Write out each line of the entries exactly, starting at the first and finishing with the line that contains "pub fn new(config: ResolverConfig)".
__________________________________________________
//! Run controller.
//!
//! Drives one resolver run through its phases:
//! - Normalize and group the candidates
//! - One batched existence check for every per-file candidate
//! - Phased walk (high-res, season packs, low-res) or the flat tier walk
//!
//! Handler cleanup runs exactly once at the end, whatever happened.

use std::panic::AssertUnwindSafe;
use std::sync::Arc;
use std::time::Instant;

use futures::FutureExt;
use tracing::{debug, info, info_span, warn, Instrument};
use uuid::Uuid;

use crate::config::ResolverConfig;
use crate::episode::{classify_relevance, EpisodeRelevance};
use crate::handler::CacheHandler;
use crate::metrics;
use crate::probe::{CallResult, ProbeRun, ResultRecord};
use crate::quota::QuotaLedger;
use crate::release::{
    normalize_all, CandidateRelease, Classifier, DefaultClassifier, NormalizedRelease,
    QualityCategory, Resolution,
};
use crate::tiers::{TierGroups, TierName, TraversalMode};

use super::types::{Phase, PhaseReport, PhaseStatus, ResolveOutcome, ResolveRequest, StopReason};

/// Selects a small, diversified set of cached releases from a candidate list.
///
/// Holds only immutable configuration; each call to
/// [`resolve`](CacheResolver::resolve) builds its own ledger, so one resolver
/// can serve concurrent runs.
#[derive(Clone)]
pub struct CacheResolver {
    config: ResolverConfig,
    classifier: Arc<dyn Classifier>,
}

impl std::fmt::Debug for CacheResolver {
    fn fmt(&self, f: &mut std::fmt::Formatter<'_>) -> std::fmt::Result {
        f.debug_struct("CacheResolver")
            .field("config", &self.config)
            .field("classifier", &"<classifier>")
            .finish()
    }
}

impl Default for CacheResolver {
    fn default() -> Self {
        Self::new(ResolverConfig::default())
    }
}

impl CacheResolver {
    /// Create a resolver using the default title classifier.
    pub fn new(config: ResolverConfig) -> Self {
        let classifier = Arc::new(DefaultClassifier::new(config.priorities.audio_penalty));
        Self { config, classifier }
    }

    /// Replace the title classifier.
    pub fn with_classifier(mut self, classifier: Arc<dyn Classifier>) -> Self {
        self.classifier = classifier;
        self
    }

    pub fn config(&self) -> &ResolverConfig {
        &self.config
    }

    /// Run the full pipeline against one handler.
    ///
    /// Handler failures never surface here: they count as cache misses.
    /// A panic inside the run still triggers handler cleanup before it
    /// propagates.
    pub async fn resolve(
        &self,
        candidates: &[CandidateRelease],
        handler: &dyn CacheHandler,
        request: ResolveRequest,
    ) -> ResolveOutcome {
        let run_id = Uuid::new_v4();
        let span = info_span!("resolve", %run_id, handler = handler.identifier());

        async move {
            let started = Instant::now();
            let outcome = AssertUnwindSafe(self.run(candidates, handler, request))
                .catch_unwind()
                .await;

            if let Err(e) = handler.cleanup().await {
                warn!("Handler cleanup failed: {}", e);
            }

            let outcome = match outcome {
                Ok(outcome) => outcome,
                Err(panic) => std::panic::resume_unwind(panic),
            };

            let stop = outcome.stop_reason.as_str();
            metrics::RUNS_TOTAL.with_label_values(&[stop]).inc();
            metrics::RUN_DURATION
                .with_label_values(&[stop])
                .observe(started.elapsed().as_secs_f64());
            info!(
                results = outcome.results.len(),
                stop_reason = stop,
                calls = outcome.probe_stats.total_calls(),
                "Resolve finished"
            );
            outcome
        }
        .instrument(span)
        .await
    }

    async fn run(
        &self,
        candidates: &[CandidateRelease],
        handler: &dyn CacheHandler,
        request: ResolveRequest,
    ) -> ResolveOutcome {
        let releases = normalize_all(candidates, self.classifier.as_ref());
        let groups = TierGroups::build(releases, self.config.traversal.sort);
        let mut phases = vec![PhaseReport::new(
            Phase::NormalizeAndGroup,
            PhaseStatus::Ran,
            0,
        )];
        info!(
            candidates = candidates.len(),
            releases = groups.len(),
            episode = ?request.episode,
            "Starting resolve"
        );

        let bypass = handler.bypass_quotas();
        if bypass {
            debug!("Handler bypasses quotas");
        }
        let ledger = QuotaLedger::new(self.config.quotas.clone(), request.satisfied, bypass);
        let mut run = ProbeRun::new(handler, &self.config, ledger, request.episode, request.cancel);

        let stop_reason = self.drive(&mut run, &groups, &mut phases).await;
        if stop_reason != StopReason::Completed {
            info!(stop_reason = %stop_reason, "Run stopped early");
        }

        let (results, ledger, probe_stats) = run.into_parts();
        ResolveOutcome {
            results: results.into_vec(),
            ledger: ledger.snapshot(),
            stop_reason,
            phases,
            probe_stats,
        }
    }

    async fn drive(
        &self,
        run: &mut ProbeRun<'_>,
        groups: &TierGroups,
        phases: &mut Vec<PhaseReport>,
    ) -> StopReason {
        if let Some(stop) = checkpoint(run) {
            return stop;
        }

        let hashes = per_file_hashes(run, groups);
        if hashes.is_empty() {
            phases.push(PhaseReport::skipped(Phase::InitialBatchCheck));
        } else {
            match run.initial_batch_check(&hashes).await {
                CallResult::Cancelled => {
                    phases.push(PhaseReport::new(
                        Phase::InitialBatchCheck,
                        PhaseStatus::Interrupted,
                        0,
                    ));
                    return StopReason::Cancelled;
                }
                CallResult::Ok(_) | CallResult::Failed => {
                    phases.push(PhaseReport::new(Phase::InitialBatchCheck, PhaseStatus::Ran, 0));
                }
            }
        }

        match self.config.traversal.mode {
            TraversalMode::Phased => {
                if run
                    .ledger()
                    .all_satisfied(&QualityCategory::HIGH_VALUE, &Resolution::HIGH)
                {
                    debug!("High-value quotas already met at high resolutions");
                    phases.push(PhaseReport::skipped(Phase::HighRes));
                } else {
                    let releases = groups.tiers_at(&Resolution::HIGH);
                    if let Some(stop) = walk_phase(run, Phase::HighRes, &releases, phases).await {
                        return stop;
                    }
                }

                if let Some(stop) = pack_phase(run, groups, phases).await {
                    return stop;
                }

                let excluded = met_high_value_categories(run);
                let releases: Vec<&NormalizedRelease> = groups
                    .tiers_at(&Resolution::LOW)
                    .into_iter()
                    .filter(|r| !excluded.contains(&r.category))
                    .collect();
                if releases.is_empty() {
                    phases.push(PhaseReport::skipped(Phase::LowRes));
                } else if let Some(stop) =
                    walk_phase(run, Phase::LowRes, &releases, phases).await
                {
                    return stop;
                }
            }
            TraversalMode::Flat => {
                for tier in TierName::ALL {
                    let releases = groups.tier(tier);
                    if let Some(stop) = walk_phase(run, Phase::Tier(tier), &releases, phases).await
                    {
                        return stop;
                    }
                }
                if let Some(stop) = pack_phase(run, groups, phases).await {
                    return stop;
                }
            }
        }

        StopReason::Completed
    }
}

/// Stop conditions checked before every phase.
fn checkpoint(run: &ProbeRun<'_>) -> Option<StopReason> {
    if run.is_stopped() {
        Some(StopReason::Cancelled)
    } else if run.early_exit_reached() {
        Some(StopReason::EarlyExit)
    } else {
        None
    }
}

/// Hashes eligible for per-file verification, for the up-front batch check.
fn per_file_hashes(run: &ProbeRun<'_>, groups: &TierGroups) -> Vec<String> {
    groups
        .iter()
        .filter(|r| match run.episode {
            Some(episode) => {
                classify_relevance(&r.name, &episode) == EpisodeRelevance::SpecificEpisode
            }
            None => true,
        })
        .map(|r| r.info_hash.clone())
        .collect()
}

/// High-value categories already full at 2160p or 1080p.
fn met_high_value_categories(run: &ProbeRun<'_>) -> Vec<QualityCategory> {
    let ledger = run.ledger();
    if ledger.is_bypassed() {
        return Vec::new();
    }
    QualityCategory::HIGH_VALUE
        .into_iter()
        .filter(|c| {
            Resolution::HIGH
                .iter()
                .any(|r| ledger.remaining(*c, *r) == 0)
        })
        .collect()
}

async fn walk_phase(
    run: &mut ProbeRun<'_>,
    phase: Phase,
    releases: &[&NormalizedRelease],
    phases: &mut Vec<PhaseReport>,
) -> Option<StopReason> {
    if let Some(stop) = checkpoint(run) {
        return Some(stop);
    }
    debug!(phase = %phase, candidates = releases.len(), "Starting phase");

    let before = run.results().len();
    let outcome = run.walk(releases).await;
    let stop = StopReason::from_walk(outcome);
    let status = if stop.is_some() {
        PhaseStatus::Interrupted
    } else {
        PhaseStatus::Ran
    };
    phases.push(PhaseReport::new(phase, status, run.results().len() - before));
    stop
}

async fn pack_phase(
    run: &mut ProbeRun<'_>,
    groups: &TierGroups,
    phases: &mut Vec<PhaseReport>,
) -> Option<StopReason> {
    if run.episode.is_none() || !run.capabilities.season_packs {
        phases.push(PhaseReport::skipped(Phase::SeasonPacks));
        return None;
    }
    if let Some(stop) = checkpoint(run) {
        return Some(stop);
    }

    let before = run.results().len();
    let outcome = run.probe_season_packs(groups).await;
    let stop = StopReason::from_walk(outcome);
    let status = if stop.is_some() {
        PhaseStatus::Interrupted
    } else {
        PhaseStatus::Ran
    };
    phases.push(PhaseReport::new(
        Phase::SeasonPacks,
        status,
        run.results().len() - before,
    ));
    stop
}

/// Resolve with the default configuration and classifier.
///
/// Returns only the accepted results; use [`CacheResolver::resolve`] for
/// the ledger snapshot and phase reports.
pub async fn resolve_cached_releases(
    candidates: &[CandidateRelease],
    handler: &dyn CacheHandler,
    episode: Option<crate::episode::EpisodeInfo>,
    satisfied: Option<crate::quota::SatisfiedQuotas>,
) -> Vec<ResultRecord> {
    let request = ResolveRequest {
        episode,
        satisfied: satisfied.unwrap_or_default(),
        ..Default::default()
    };
    CacheResolver::default()
        .resolve(candidates, handler, request)
        .await
        .results
}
__________________________________________________
Exercise response:
//! Run controller.
//!
//! Drives one resolver run through its phases:
//! - Normalize and group the candidates
//! - One batched existence check for every per-file candidate
//! - Phased walk (high-res, season packs, low-res) or the flat tier walk
//!
//! Handler cleanup runs exactly once at the end, whatever happened.

use std::panic::AssertUnwindSafe;
use std::sync::Arc;
use std::time::Instant;

use futures::FutureExt;
use tracing::{debug, info, info_span, warn, Instrument};
use uuid::Uuid;

use crate::config::ResolverConfig;
use crate::episode::{classify_relevance, EpisodeRelevance};
use crate::handler::CacheHandler;
use crate::metrics;
use crate::probe::{CallResult, ProbeRun, ResultRecord};
use crate::quota::QuotaLedger;
use crate::release::{
    normalize_all, CandidateRelease, Classifier, DefaultClassifier, NormalizedRelease,
    QualityCategory, Resolution,
};
use crate::tiers::{TierGroups, TierName, TraversalMode};

use super::types::{Phase, PhaseReport, PhaseStatus, ResolveOutcome, ResolveRequest, StopReason};

/// Selects a small, diversified set of cached releases from a candidate list.
///
/// Holds only immutable configuration; each call to
/// [`resolve`](CacheResolver::resolve) builds its own ledger, so one resolver
/// can serve concurrent runs.
#[derive(Clone)]
pub struct CacheResolver {
    config: ResolverConfig,
    classifier: Arc<dyn Classifier>,
}

impl std::fmt::Debug for CacheResolver {
    fn fmt(&self, f: &mut std::fmt::Formatter<'_>) -> std::fmt::Result {
        f.debug_struct("CacheResolver")
            .field("config", &self.config)
            .field("classifier", &"<classifier>")
            .finish()
    }
}

impl Default for CacheResolver {
    fn default() -> Self {
        Self::new(ResolverConfig::default())
    }
}

impl CacheResolver {
    /// Create a resolver using the default title classifier.
    pub fn new(config: ResolverConfig) -> Self {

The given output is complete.